Tool Validity and Reliability:
A panel of three experts in the fields of computers and artificial intelligence, community health nursing, and geriatric health nursing reviewed the developed tools to determine the validity of their content. In compliance with the experts’ judgments on the appropriateness of the contents, modifications were carried out. The Cronbach’s alpha reliability test was used; the reliability of the first tool was 0.804 and the reliability of the second tool was 0.716. The lifestyle questionnaire used in this study was adapted from a previously validated 15-item lifestyle screening tool developed by Hwang [35] for community-dwelling adults. The original instrument demonstrated satisfactory psychometric properties, including an acceptable content validity and internal consistency reliability. For the current study, minor contextual modifications were made to ensure cultural appropriateness and relevance to the homeless population, without altering the core conceptual domains.
2.7. Procedure
Before the study began, the researchers explained its purpose to each participant to gain their cooperation. Interviewing the participants was carried out inside their rooms/the institutions’ garden. Before distribution of the questionnaire, the researchers informed each participant about the confidentiality of the collected data and their right to withdraw from the study at any time, and then the questionnaire was distributed. The researchers were present with each participant while they filled out the questionnaire to ensure that individual responses were provided by everyone. The questionnaire was filled in the presence of a responsible person at the institution. The time spent to fill the questionnaire ranged between 15 and 20 min, and the researchers met the participants twice per week from 9 a.m. to 2 p.m.

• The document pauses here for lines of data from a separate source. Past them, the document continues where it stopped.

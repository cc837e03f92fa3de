// SPDX-FileCopyrightText: 2025 Joost van der Laan <joost@fashionunited.com>
//
// SPDX-License-Identifier: AGPL-3.0-only

use anyhow::{Context, Result};
use async_trait::async_trait;
use chrono::{DateTime, Duration, NaiveDate, Utc};
use indicatif::{ProgressBar, ProgressStyle};
use reqwest::Client;
use serde::Deserialize;

use crate::models::{PriceTable, PriceTableBuilder};

pub const YAHOO_BASE_URL: &str = "https://query1.finance.yahoo.com";

// Yahoo rejects requests without a browser-like agent.
const USER_AGENT: &str = "Mozilla/5.0 (X11; Linux x86_64) AppleWebKit/537.36 (KHTML, like Gecko) Chrome/120.0 Safari/537.36";

/// Anything that can produce a dated closing-price table for a set of tickers.
#[async_trait]
pub trait PriceSource: Send + Sync {
    /// Closing prices for `tickers` over roughly the last `history_days`
    /// calendar days, ascending by date. Tickers without data may be absent.
    async fn fetch_price_table(&self, tickers: &[String], history_days: u32) -> Result<PriceTable>;
}

pub struct YahooClient {
    client: Client,
    base_url: String,
}

impl YahooClient {
    pub fn new() -> Result<Self> {
        Self::with_base_url(YAHOO_BASE_URL)
    }

    pub fn with_base_url(base_url: impl Into<String>) -> Result<Self> {
        let client = Client::builder()
            .user_agent(USER_AGENT)
            .build()
            .context("Failed to build HTTP client")?;
        Ok(Self {
            client,
            base_url: base_url.into().trim_end_matches('/').to_string(),
        })
    }

    /// Daily closes for one symbol between `from` and `to`.
    pub async fn get_daily_closes(
        &self,
        symbol: &str,
        from: DateTime<Utc>,
        to: DateTime<Utc>,
    ) -> Result<Vec<(NaiveDate, f64)>> {
        if symbol.is_empty() {
            anyhow::bail!("ticker empty");
        }

        let url = format!(
            "{}/v8/finance/chart/{}",
            self.base_url,
            encode_symbol(symbol)
        );

        let response = self
            .client
            .get(&url)
            .query(&[
                ("period1", from.timestamp().to_string()),
                ("period2", to.timestamp().to_string()),
                ("interval", "1d".to_string()),
                ("events", "history".to_string()),
            ])
            .send()
            .await
            .context("Failed to send request")?;

        let status = response.status();
        let text = response.text().await.context("Failed to get response text")?;

        let parsed: ChartResponse = match serde_json::from_str(&text) {
            Ok(parsed) => parsed,
            Err(_) if !status.is_success() => {
                anyhow::bail!("API error: {} - {}", status, text);
            }
            Err(e) => return Err(e).context("Failed to parse chart response"),
        };

        if let Some(error) = parsed.chart.error {
            anyhow::bail!("{}: {}", error.code, error.description);
        }
        if !status.is_success() {
            anyhow::bail!("API error: {}", status);
        }

        let result = parsed
            .chart
            .result
            .and_then(|results| results.into_iter().next())
            .context("No chart data found for ticker")?;

        Ok(result.daily_closes())
    }
}

#[async_trait]
impl PriceSource for YahooClient {
    async fn fetch_price_table(&self, tickers: &[String], history_days: u32) -> Result<PriceTable> {
        let to = Utc::now();
        let from = to - Duration::days(i64::from(history_days));

        let progress = ProgressBar::new(tickers.len() as u64);
        progress.set_style(
            ProgressStyle::default_bar()
                .template("[{elapsed_precise}] {bar:40.cyan/blue} {pos}/{len} {msg}")?
                .progress_chars("=>-"),
        );

        let mut builder = PriceTableBuilder::new();
        let mut fetched = 0usize;

        // One request at a time, in universe order.
        for ticker in tickers {
            progress.set_message(ticker.clone());
            match self.get_daily_closes(ticker, from, to).await {
                Ok(series) if series.is_empty() => {
                    tracing::warn!(%ticker, "no prices returned; omitting ticker");
                }
                Ok(series) => {
                    tracing::debug!(%ticker, rows = series.len(), "fetched price history");
                    builder.add_series(ticker, series);
                    fetched += 1;
                }
                Err(e) => {
                    tracing::warn!(%ticker, error = %format!("{e:#}"), "price fetch failed; omitting ticker");
                }
            }
            progress.inc(1);
        }
        progress.finish_and_clear();

        if fetched == 0 && !tickers.is_empty() {
            anyhow::bail!(
                "no price data returned for any of {} tickers",
                tickers.len()
            );
        }

        let table = builder.build();
        tracing::info!(
            tickers = table.tickers().len(),
            requested = tickers.len(),
            rows = table.len(),
            "price table fetched"
        );
        Ok(table)
    }
}

fn encode_symbol(symbol: &str) -> String {
    symbol.replace('^', "%5E").replace('=', "%3D")
}

#[derive(Debug, Deserialize)]
pub struct ChartResponse {
    pub chart: Chart,
}

#[derive(Debug, Deserialize)]
pub struct Chart {
    pub result: Option<Vec<ChartResult>>,
    pub error: Option<ChartError>,
}

#[derive(Debug, Deserialize)]
pub struct ChartError {
    pub code: String,
    pub description: String,
}

#[derive(Debug, Deserialize)]
pub struct ChartResult {
    pub meta: ChartMeta,
    #[serde(default)]
    pub timestamp: Vec<i64>,
    pub indicators: Indicators,
}

#[derive(Debug, Deserialize)]
pub struct ChartMeta {
    pub symbol: String,
    pub currency: Option<String>,
    /// Exchange offset from UTC in seconds.
    #[serde(default)]
    pub gmtoffset: i64,
}

#[derive(Debug, Deserialize)]
pub struct Indicators {
    #[serde(default)]
    pub quote: Vec<Quote>,
    #[serde(default)]
    pub adjclose: Vec<AdjClose>,
}

#[derive(Debug, Deserialize)]
pub struct Quote {
    #[serde(default)]
    pub close: Vec<Option<f64>>,
}

#[derive(Debug, Deserialize)]
pub struct AdjClose {
    #[serde(default)]
    pub adjclose: Vec<Option<f64>>,
}

impl ChartResult {
    /// (trading date, close) pairs, preferring split/dividend adjusted
    /// closes. Null or non-finite closes are dropped.
    pub fn daily_closes(&self) -> Vec<(NaiveDate, f64)> {
        let closes = self
            .indicators
            .adjclose
            .first()
            .map(|a| &a.adjclose)
            .filter(|a| !a.is_empty())
            .or_else(|| self.indicators.quote.first().map(|q| &q.close));

        let Some(closes) = closes else {
            return Vec::new();
        };

        self.timestamp
            .iter()
            .zip(closes)
            .filter_map(|(ts, close)| {
                let close = (*close).filter(|c| c.is_finite())?;
                let date = DateTime::from_timestamp(ts + self.meta.gmtoffset, 0)?.date_naive();
                Some((date, close))
            })
            .collect()
    }
}
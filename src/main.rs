// SPDX-FileCopyrightText: 2025 Joost van der Laan <joost@fashionunited.com>
//
// SPDX-License-Identifier: AGPL-3.0-only

use anyhow::Result;
use chrono::Local;
use clap::{Parser, Subcommand};
use std::path::PathBuf;
use tracing_subscriber::{layer::SubscriberExt, util::SubscriberInitExt, EnvFilter};

use topmovers_rs::api::{PriceSource, YahooClient};
use topmovers_rs::config::{self, MailSettings};
use topmovers_rs::digest::{self, RunOptions};
use topmovers_rs::mailer::SmtpMailer;
use topmovers_rs::prices_csv::{self, CsvPriceSource};

#[derive(Debug, Parser)]
#[command(author, version, about, long_about = None)]
struct Cli {
    /// Path to config.toml
    #[arg(long, global = true, default_value = "config.toml")]
    config: PathBuf,

    #[command(subcommand)]
    command: Option<Commands>,
}

#[derive(Debug, Subcommand)]
enum Commands {
    /// Fetch prices, build the top performers report and email it
    Send {
        /// Read prices from a CSV file instead of the market data API
        #[arg(long)]
        prices_csv: Option<PathBuf>,
        /// Also write the HTML report to this file
        #[arg(long)]
        save_html: Option<PathBuf>,
    },
    /// Build the report and write it to a file without sending email
    Preview {
        /// Read prices from a CSV file instead of the market data API
        #[arg(long)]
        prices_csv: Option<PathBuf>,
        /// Where to write the HTML report
        #[arg(long, default_value = "report.html")]
        output: PathBuf,
    },
    /// Fetch price history for the configured tickers and export it to CSV
    ExportPrices {
        /// Output CSV path (default: output/prices_<timestamp>.csv)
        #[arg(long)]
        output: Option<PathBuf>,
    },
    /// List the configured lookback windows
    ListWindows,
}

fn price_source(prices_csv: Option<PathBuf>) -> Result<Box<dyn PriceSource>> {
    Ok(match prices_csv {
        Some(path) => Box::new(CsvPriceSource::new(path)),
        None => Box::new(YahooClient::new()?),
    })
}

#[tokio::main(flavor = "current_thread")]
async fn main() -> Result<()> {
    dotenvy::dotenv().ok();

    tracing_subscriber::registry()
        .with(EnvFilter::try_from_default_env().unwrap_or_else(|_| EnvFilter::new("info")))
        .with(tracing_subscriber::fmt::layer())
        .init();

    let cli = Cli::parse();
    let config = config::load_config(&cli.config)?;

    match cli.command {
        Some(Commands::Send {
            prices_csv,
            save_html,
        }) => {
            send(&config, prices_csv, save_html).await?;
        }
        Some(Commands::Preview { prices_csv, output }) => {
            let source = price_source(prices_csv)?;
            let options = RunOptions {
                run_date: Local::now().date_naive(),
                dry_run: true,
                save_html: Some(output),
            };
            let mailer = SmtpMailer::new(&config.smtp);
            digest::run_digest(
                &config,
                &MailSettings::default(),
                source.as_ref(),
                &mailer,
                &options,
            )
            .await?;
        }
        Some(Commands::ExportPrices { output }) => {
            let client = YahooClient::new()?;
            let table = digest::fetch_prices(&config, &client).await?;
            let path = prices_csv::write_price_table_csv(&table, output)?;
            tracing::info!(path = %path.display(), rows = table.len(), "prices exported");
        }
        Some(Commands::ListWindows) => {
            println!("Lookback windows ({} configured):", config.windows.len());
            for window in &config.windows {
                println!("  {:>4} trading days  {}", window.lookback, window.title);
            }
        }
        None => {
            send(&config, None, None).await?;
        }
    }

    Ok(())
}

async fn send(
    config: &config::Config,
    prices_csv: Option<PathBuf>,
    save_html: Option<PathBuf>,
) -> Result<()> {
    let mail = MailSettings::from_env();
    let source = price_source(prices_csv)?;
    let mailer = SmtpMailer::new(&config.smtp);
    let options = RunOptions {
        run_date: Local::now().date_naive(),
        dry_run: false,
        save_html,
    };

    let summary = digest::run_digest(config, &mail, source.as_ref(), &mailer, &options).await?;
    tracing::info!(
        price_rows = summary.price_rows,
        tickers = summary.tickers_with_data,
        sections = summary.sections,
        "report sent"
    );
    Ok(())
}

Measurements were taken by the researchers in the participant’s room/the institution’s garden. The weight, height, and body mass index were measured using a digital balance scale and tape; the height and weight were measured without shoes and in light clothes, and the BMI (kg/m^2^) was calculated as the weight in kilograms divided by the height in meters squared. The waist circumference was taken using tape and measured at the midpoint between the lowest rib and the iliac crest on the mid-axillary line. The triceps skinfold thickness was taken using tape and a skinfold caliper by grasping a fold of skin and subcutaneous adipose tissue approximately 2.0 cm above the mid-arm circumference mark. The blood sugar level was measured by using an electronic blood glucose meter and test strip. The blood pressure was measured twice by a mercury sphygmomanometer, and the average was calculated.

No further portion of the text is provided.